- Green tea consumption tied to longevity and reduced risk of heart diseases
- Polyphenols in green tea offer cardioprotective effect
- A 50-year-old habitual tea consumer gets heart diseases about 1.5 years later or lives a year longer than non-habitual tea drinkers
Your daily cuppa isn’t just tasty but has been linked to umpteen health benefits.
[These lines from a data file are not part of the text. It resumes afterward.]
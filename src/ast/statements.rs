use std::{
    fmt::{self, Display, Formatter},
    slice::Iter,
};

use super::expressions::{Expression, Variable};

/// Ordered sequence of statements; insertion order is execution order.
#[derive(Debug, Clone, PartialEq, Default)]
pub struct Block {
    pub members: Vec<Statement>,
}

impl Block {
    pub fn new() -> Self {
        Block { members: vec![] }
    }

    pub fn iter(&self) -> Iter<'_, Statement> {
        self.members.iter()
    }
}

impl Block {
    pub(crate) fn write_indented(&self, f: &mut Formatter<'_>, indent: usize) -> fmt::Result {
        let pad = "  ".repeat(indent);
        writeln!(f, "{}Block:", pad)?;
        for member in self.iter() {
            member.write_indented(f, indent + 1)?;
        }
        Ok(())
    }
}

impl Display for Block {
    fn fmt(&self, f: &mut Formatter<'_>) -> fmt::Result {
        self.write_indented(f, 0)
    }
}

/// Statement node.
///
/// A Conditional without an `else` clause in source carries a Skip as its
/// else branch.
#[derive(Debug, Clone, PartialEq)]
pub enum Statement {
    Skip,
    Assignment {
        target: Variable,
        source: Expression,
    },
    Block(Block),
    Conditional {
        test: Expression,
        then_branch: Box<Statement>,
        else_branch: Box<Statement>,
    },
    Loop {
        test: Expression,
        body: Box<Statement>,
    },
}

impl Statement {
    pub(crate) fn write_indented(&self, f: &mut Formatter<'_>, indent: usize) -> fmt::Result {
        let pad = "  ".repeat(indent);
        match self {
            Statement::Skip => writeln!(f, "{}Skip", pad),
            Statement::Assignment { target, source } => {
                writeln!(f, "{}Assignment: {}", pad, target)?;
                source.write_indented(f, indent + 1)
            }
            Statement::Block(block) => block.write_indented(f, indent),
            Statement::Conditional {
                test,
                then_branch,
                else_branch,
            } => {
                writeln!(f, "{}Conditional:", pad)?;
                test.write_indented(f, indent + 1)?;
                then_branch.write_indented(f, indent + 1)?;
                else_branch.write_indented(f, indent + 1)
            }
            Statement::Loop { test, body } => {
                writeln!(f, "{}Loop:", pad)?;
                test.write_indented(f, indent + 1)?;
                body.write_indented(f, indent + 1)
            }
        }
    }
}

impl Display for Statement {
    fn fmt(&self, f: &mut Formatter<'_>) -> fmt::Result {
        self.write_indented(f, 0)
    }
}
While previous studies have already documented that tea consumption can improve people’s health, a new study, published in the European Journal of Preventive Cardiology, has reported that individuals who drank tea regularly were less likely to suffer from heart diseases or die prematurely from diseases such as stroke.
The findings of the study highlighted the fact that habitual tea drinkers and particularly green tea were superior to black tea in offering the above-mentioned health benefits.
The authors opined that a 50-year-old habitual tea consumer might acquire heart diseases about 1.5 years later or live a year longer than individuals who never or seldom consumed tea.
The researchers included 100.902 individuals, who participated in the china-PAR project without any medical history of heart diseases or cancer. They classified them into two different groups, namely: the habitual tea drinkers and non-habitual drinkers. While the former consisted of those who drank tea 3 or more times every week, the latter consisted of those who drank tea lesser than thrice a week. The participants were followed for about 7.3 years.
The findings of the study suggested that habitual tea consumption was linked to not only additional healthy years of life but also a longer life expectancy.
Compared to a non-habitual tea drinker, a habitual tea consumer had the following:
- 20% lesser risks of heart diseases and stroke
- 22% lower risk of fatal heart diseases
- 15% lower risk of all-cause mortality
“The protective effects of tea were most pronounced among the consistent habitual tea drinking group. Mechanism studies have suggested that the main bioactive compounds in tea, namely polyphenols, are not stored in the body long-term. Thus, frequent tea intake over an extended period may be necessary for the cardioprotective effect,” the European Society of Cardiology quoted the study’s senior author Dr. Dongfeng Gu, Chinese Academy of Medical Sciences.
Why is Green tea superior? It is enriched with polyphenols which offer protection against cardiovascular diseases and its risk factors such as dyslipidemia and hypertension. Since Black tea is fully fermented and is sometimes consumed with milk, it might have lesser antioxidant effects and other favorable health benefits.